Effectiveness of Adaptive/Closed-loop Deep Brain Stimulation Compared to Conventional Deep Brain Stimulation in Patients With Parkinson's Disease: A Systematic Review and Meta-analysis of Randomized Trials
Carolina Matté Dagostini1, Matheus Machado Rech1, Pablo Fruett2
1University of Caxias do Sul, 2Sinop Clínica
Objective:
To determine whether adaptive/closed-loop deep brain stimulation (aDBS) confers superior motor benefit over conventional continuous DBS (cDBS) in Parkinson’s disease (PD).
Background:
cDBS delivers constant stimulation that can miss fluctuating needs in Parkinson’s disease, whereas emerging aDBS dynamically adjusts output using neural biomarkers but has been tested only in small, heterogeneous trials with mixed results. It is not clear whether adaptive stimulation offers superior motor benefit and reduced energy delivery compared with standard continuous DBS.
Design/Methods:
A preregistered systematic review and meta-analysis (PROSPERO CRD420251026241) searched MEDLINE, Embase and CENTRAL to May 2025 for randomised crossover or parallel trials directly comparing aDBS with cDBS. Data were pooled with a random-effects model, expressed as standardised mean differences (SMD) in Unified Parkinson’s Disease Rating Scale part III (UPDRS-III/MDS-UPDRS-III) scores. Baseline descriptive statistics were synthesised across trials using sample-size–weighted means ± SD.
Results:
Four trials (N = 63) met inclusion criteria, including the multicentre ADAPT-PD trial. Across participants, mean age was 59.5 ± 8.2 years, disease duration 12.7 ± 6.4 years, levodopa-equivalent daily dose 672 ± 441 mg/day, and baseline UPDRS-III off medication 40.4 ± 6.8. Pooled analysis showed no significant difference between aDBS and cDBS for acute motor improvement (SMD = –0.12, 95 % CI –0.46 to 0.23; Z = –0.66, p = 0.51).
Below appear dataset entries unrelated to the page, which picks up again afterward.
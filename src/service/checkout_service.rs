//! Checkout session initiation.

use std::sync::Arc;

use chrono::{Duration, Utc};
use uuid::Uuid;

use crate::config::GatewayConfig;
use crate::domain::money::commission_minor;
use crate::domain::NewTransaction;
use crate::error::GatewayError;
use crate::persistence::PledgeStore;
use crate::provider::{CheckoutProvider, CheckoutSession, SessionRequest};

/// Initiates hosted checkout sessions for payable challenges.
///
/// Order of operations: rate limit, ownership and status checks, amount
/// bounds, atomic reservation of the single in-flight transaction slot,
/// provider session creation, session-id attachment. The slot is reserved
/// *before* the provider call so two payable attempts can never both
/// persist; a provider failure releases the slot again.
#[derive(Debug, Clone)]
pub struct CheckoutService {
    store: Arc<dyn PledgeStore>,
    provider: Arc<dyn CheckoutProvider>,
    config: Arc<GatewayConfig>,
}

impl CheckoutService {
    /// Creates a new `CheckoutService`.
    #[must_use]
    pub fn new(
        store: Arc<dyn PledgeStore>,
        provider: Arc<dyn CheckoutProvider>,
        config: Arc<GatewayConfig>,
    ) -> Self {
        Self {
            store,
            provider,
            config,
        }
    }

    /// Initiates a checkout session for `challenge_id` on behalf of
    /// `user_id`.
    ///
    /// # Errors
    ///
    /// [`GatewayError::RateLimited`] past the per-user attempt budget,
    /// [`GatewayError::ChallengeNotFound`] when the challenge is absent or
    /// owned by someone else, [`GatewayError::InvalidTransition`] when the
    /// challenge is not in a payable status,
    /// [`GatewayError::AmountOutOfRange`] for an out-of-bounds stake,
    /// [`GatewayError::AlreadyPaid`] when a settled payment already exists,
    /// [`GatewayError::Provider`] when session creation fails,
    /// [`GatewayError::Datastore`] on storage failure.
    pub async fn initiate(
        &self,
        user_id: &str,
        challenge_id: Uuid,
        amount_minor: i64,
    ) -> Result<CheckoutSession, GatewayError> {
        let now = Utc::now();

        let window = Duration::seconds(self.config.checkout_rate_limit_window_secs);
        let attempts = self
            .store
            .record_checkout_attempt(user_id, window, now)
            .await?;
        if attempts > self.config.checkout_rate_limit_max {
            return Err(GatewayError::RateLimited {
                retry_after_ms: self
                    .config
                    .checkout_rate_limit_window_secs
                    .unsigned_abs()
                    .saturating_mul(1_000),
            });
        }

        let Some((challenge, _)) = self.store.challenge_for_user(challenge_id, user_id).await?
        else {
            return Err(GatewayError::ChallengeNotFound(challenge_id));
        };

        if !challenge.status.is_payable() {
            return Err(GatewayError::InvalidTransition(format!(
                "challenge in status {} is not payable",
                challenge.status
            )));
        }

        if amount_minor < self.config.min_stake_minor || amount_minor > self.config.max_stake_minor
        {
            return Err(GatewayError::AmountOutOfRange {
                amount_minor,
                min_minor: self.config.min_stake_minor,
                max_minor: self.config.max_stake_minor,
            });
        }

        let transaction = self
            .store
            .reserve_transaction(NewTransaction {
                challenge_id,
                user_id: user_id.to_string(),
                amount_minor,
                commission_minor: commission_minor(amount_minor, self.config.commission_rate),
                created_at: now,
            })
            .await?;

        let request = SessionRequest {
            challenge_id,
            user_id: user_id.to_string(),
            title: challenge.title.clone(),
            amount_minor,
            currency: self.config.currency.clone(),
            expires_at: now + Duration::seconds(self.config.checkout_expiry_secs),
            success_url: format!(
                "{}/payment/success?session_id={{CHECKOUT_SESSION_ID}}",
                self.config.app_base_url
            ),
            cancel_url: format!(
                "{}/payment/cancel?challenge_id={challenge_id}",
                self.config.app_base_url
            ),
        };

        let session = match self.provider.create_session(&request).await {
            Ok(session) => session,
            Err(e) => {
                // Release the in-flight slot so the user can retry.
                if let Err(release) = self.store.abandon_transaction(transaction.id, now).await {
                    tracing::error!(
                        transaction_id = %transaction.id,
                        error = %release,
                        "failed to release reservation after provider error"
                    );
                }
                return Err(e);
            }
        };

        self.store
            .attach_session(transaction.id, &session.session_id)
            .await?;

        tracing::info!(
            %challenge_id,
            transaction_id = %transaction.id,
            session_id = %session.session_id,
            "checkout session initiated"
        );
        Ok(session)
    }
}

#[cfg(test)]
#[allow(clippy::panic)]
mod tests {
    use super::*;
    use crate::domain::{ChallengeStatus, NewChallenge, TransactionStatus};
    use crate::persistence::{ApplyOutcome, EventEffect, MemoryStore};
    use crate::ingress::EventRecord;
    use async_trait::async_trait;
    use std::sync::atomic::{AtomicBool, AtomicU32, Ordering};

    #[derive(Debug, Default)]
    struct MockProvider {
        fail: AtomicBool,
        calls: AtomicU32,
    }

    #[async_trait]
    impl CheckoutProvider for MockProvider {
        async fn create_session(
            &self,
            request: &SessionRequest,
        ) -> Result<CheckoutSession, GatewayError> {
            let call = self.calls.fetch_add(1, Ordering::SeqCst);
            if self.fail.load(Ordering::SeqCst) {
                return Err(GatewayError::Provider("session creation refused".to_string()));
            }
            Ok(CheckoutSession {
                session_id: format!("cs_{call}"),
                redirect_url: format!("https://pay.example/{}", request.challenge_id),
            })
        }
    }

    struct Fixture {
        service: CheckoutService,
        store: Arc<MemoryStore>,
        provider: Arc<MockProvider>,
        challenge_id: Uuid,
    }

    fn test_config() -> GatewayConfig {
        use rust_decimal_macros::dec;
        GatewayConfig {
            listen_addr: "127.0.0.1:0".parse().unwrap_or_else(|_| panic!("addr")),
            store_backend: crate::config::StoreBackend::Memory,
            database_url: String::new(),
            database_max_connections: 1,
            database_min_connections: 0,
            database_connect_timeout_secs: 1,
            webhook_signing_secret: "whsec_test".to_string(),
            signature_tolerance_secs: 300,
            commission_rate: dec!(0.15),
            min_stake_minor: 1_000,
            max_stake_minor: 50_000,
            currency: "eur".to_string(),
            checkout_expiry_secs: 1_800,
            checkout_rate_limit_max: 3,
            checkout_rate_limit_window_secs: 300,
            provider_api_base: "https://api.payments.example".to_string(),
            provider_secret_key: "sk_test".to_string(),
            app_base_url: "http://localhost:3000".to_string(),
        }
    }

    async fn fixture() -> Fixture {
        let store = Arc::new(MemoryStore::new());
        let provider = Arc::new(MockProvider::default());
        let config = Arc::new(test_config());
        let Ok(challenge) = store
            .insert_challenge(NewChallenge {
                user_id: "user_1".to_string(),
                title: "no sugar for a month".to_string(),
                description: None,
                amount_minor: 5_000,
                duration_days: 30,
                start_date: Utc::now(),
                association_id: Uuid::new_v4(),
            })
            .await
        else {
            panic!("seed challenge failed");
        };
        let service = CheckoutService::new(
            Arc::clone(&store) as Arc<dyn PledgeStore>,
            Arc::clone(&provider) as Arc<dyn CheckoutProvider>,
            config,
        );
        Fixture {
            service,
            store,
            provider,
            challenge_id: challenge.id,
        }
    }

    #[tokio::test]
    async fn initiates_session_and_persists_reservation() {
        let f = fixture().await;
        let Ok(session) = f.service.initiate("user_1", f.challenge_id, 5_000).await else {
            panic!("initiate failed");
        };
        assert_eq!(session.session_id, "cs_0");

        let Ok(Some((_, Some(t)))) = f.store.challenge_for_user(f.challenge_id, "user_1").await
        else {
            panic!("fetch failed");
        };
        assert_eq!(t.status, TransactionStatus::Initiated);
        assert_eq!(t.session_id.as_deref(), Some("cs_0"));
        assert_eq!(t.commission_minor, 750); // 15% of 50.00
    }

    #[tokio::test]
    async fn unknown_challenge_is_not_found() {
        let f = fixture().await;
        let result = f.service.initiate("user_1", Uuid::new_v4(), 5_000).await;
        assert!(matches!(result, Err(GatewayError::ChallengeNotFound(_))));
    }

    #[tokio::test]
    async fn foreign_challenge_is_not_found() {
        let f = fixture().await;
        let result = f.service.initiate("user_2", f.challenge_id, 5_000).await;
        assert!(matches!(result, Err(GatewayError::ChallengeNotFound(_))));
    }

    #[tokio::test]
    async fn out_of_range_amount_is_rejected() {
        let f = fixture().await;
        for amount in [0, 999, 50_001] {
            let result = f.service.initiate("user_1", f.challenge_id, amount).await;
            assert!(
                matches!(result, Err(GatewayError::AmountOutOfRange { .. })),
                "amount {amount} should be out of range"
            );
        }
    }

    #[tokio::test]
    async fn settled_challenge_is_not_payable() {
        let f = fixture().await;
        let Ok(_) = f.service.initiate("user_1", f.challenge_id, 5_000).await else {
            panic!("initiate failed");
        };
        let Ok(outcome) = f
            .store
            .claim_and_apply(
                &EventRecord {
                    event_id: "evt_pay".to_string(),
                    event_type: "payment_intent.succeeded".to_string(),
                    occurred_at: Utc::now(),
                    payload: serde_json::json!({}),
                },
                EventEffect::ConfirmPayment {
                    challenge_id: f.challenge_id,
                    payment_intent_id: "pi_1".to_string(),
                    reported_amount_minor: 5_000,
                    received_at: Utc::now(),
                },
            )
            .await
        else {
            panic!("confirm failed");
        };
        assert_eq!(outcome, ApplyOutcome::Applied);

        let result = f.service.initiate("user_1", f.challenge_id, 5_000).await;
        assert!(matches!(result, Err(GatewayError::InvalidTransition(_))));
    }

    #[tokio::test]
    async fn provider_failure_releases_the_slot() {
        let f = fixture().await;
        f.provider.fail.store(true, Ordering::SeqCst);
        let result = f.service.initiate("user_1", f.challenge_id, 5_000).await;
        assert!(matches!(result, Err(GatewayError::Provider(_))));

        let Ok(Some((c, Some(t)))) = f.store.challenge_for_user(f.challenge_id, "user_1").await
        else {
            panic!("fetch failed");
        };
        assert_eq!(c.status, ChallengeStatus::Draft);
        assert_eq!(t.status, TransactionStatus::Failed);

        // The slot is free again: a retry succeeds.
        f.provider.fail.store(false, Ordering::SeqCst);
        let Ok(_) = f.service.initiate("user_1", f.challenge_id, 5_000).await else {
            panic!("retry failed");
        };
    }

    #[tokio::test]
    async fn retries_reuse_the_single_in_flight_slot() {
        let f = fixture().await;
        let Ok(first) = f.service.initiate("user_1", f.challenge_id, 5_000).await else {
            panic!("first initiate failed");
        };
        let Ok(second) = f.service.initiate("user_1", f.challenge_id, 6_000).await else {
            panic!("second initiate failed");
        };
        assert_ne!(first.session_id, second.session_id);

        let rows = f.store.transactions_for_challenge(f.challenge_id).await;
        assert_eq!(rows.len(), 1, "one non-terminal attempt at a time");
        let Some(row) = rows.first() else {
            panic!("missing reservation");
        };
        assert_eq!(row.amount_minor, 6_000);
        assert_eq!(row.session_id.as_deref(), Some(second.session_id.as_str()));
    }

    #[tokio::test]
    async fn rate_limit_kicks_in_after_budget() {
        let f = fixture().await;
        // Budget is 3 attempts per window in the default config.
        for _ in 0..3 {
            let Ok(_) = f.service.initiate("user_1", f.challenge_id, 5_000).await else {
                panic!("initiate within budget failed");
            };
        }
        let result = f.service.initiate("user_1", f.challenge_id, 5_000).await;
        assert!(matches!(result, Err(GatewayError::RateLimited { .. })));
    }
}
Heterogeneity was moderate (I² = 50 %, τ² = 0.084). Five small single-centre studies favoured aDBS, whereas the ADAPT-PD trial modestly favoured cDBS (SMD = 0.36, 95 % CI 0.04 to 0.68).
Conclusions:
Current randomised evidence does not demonstrate a clinically meaningful short-term motor advantage of aDBS over cDBS in PD. Longer trials using harmonised outcome sets are needed to establish whether these motor improvement gains translate into durable clinical benefit, improved quality of life and extended device longevity.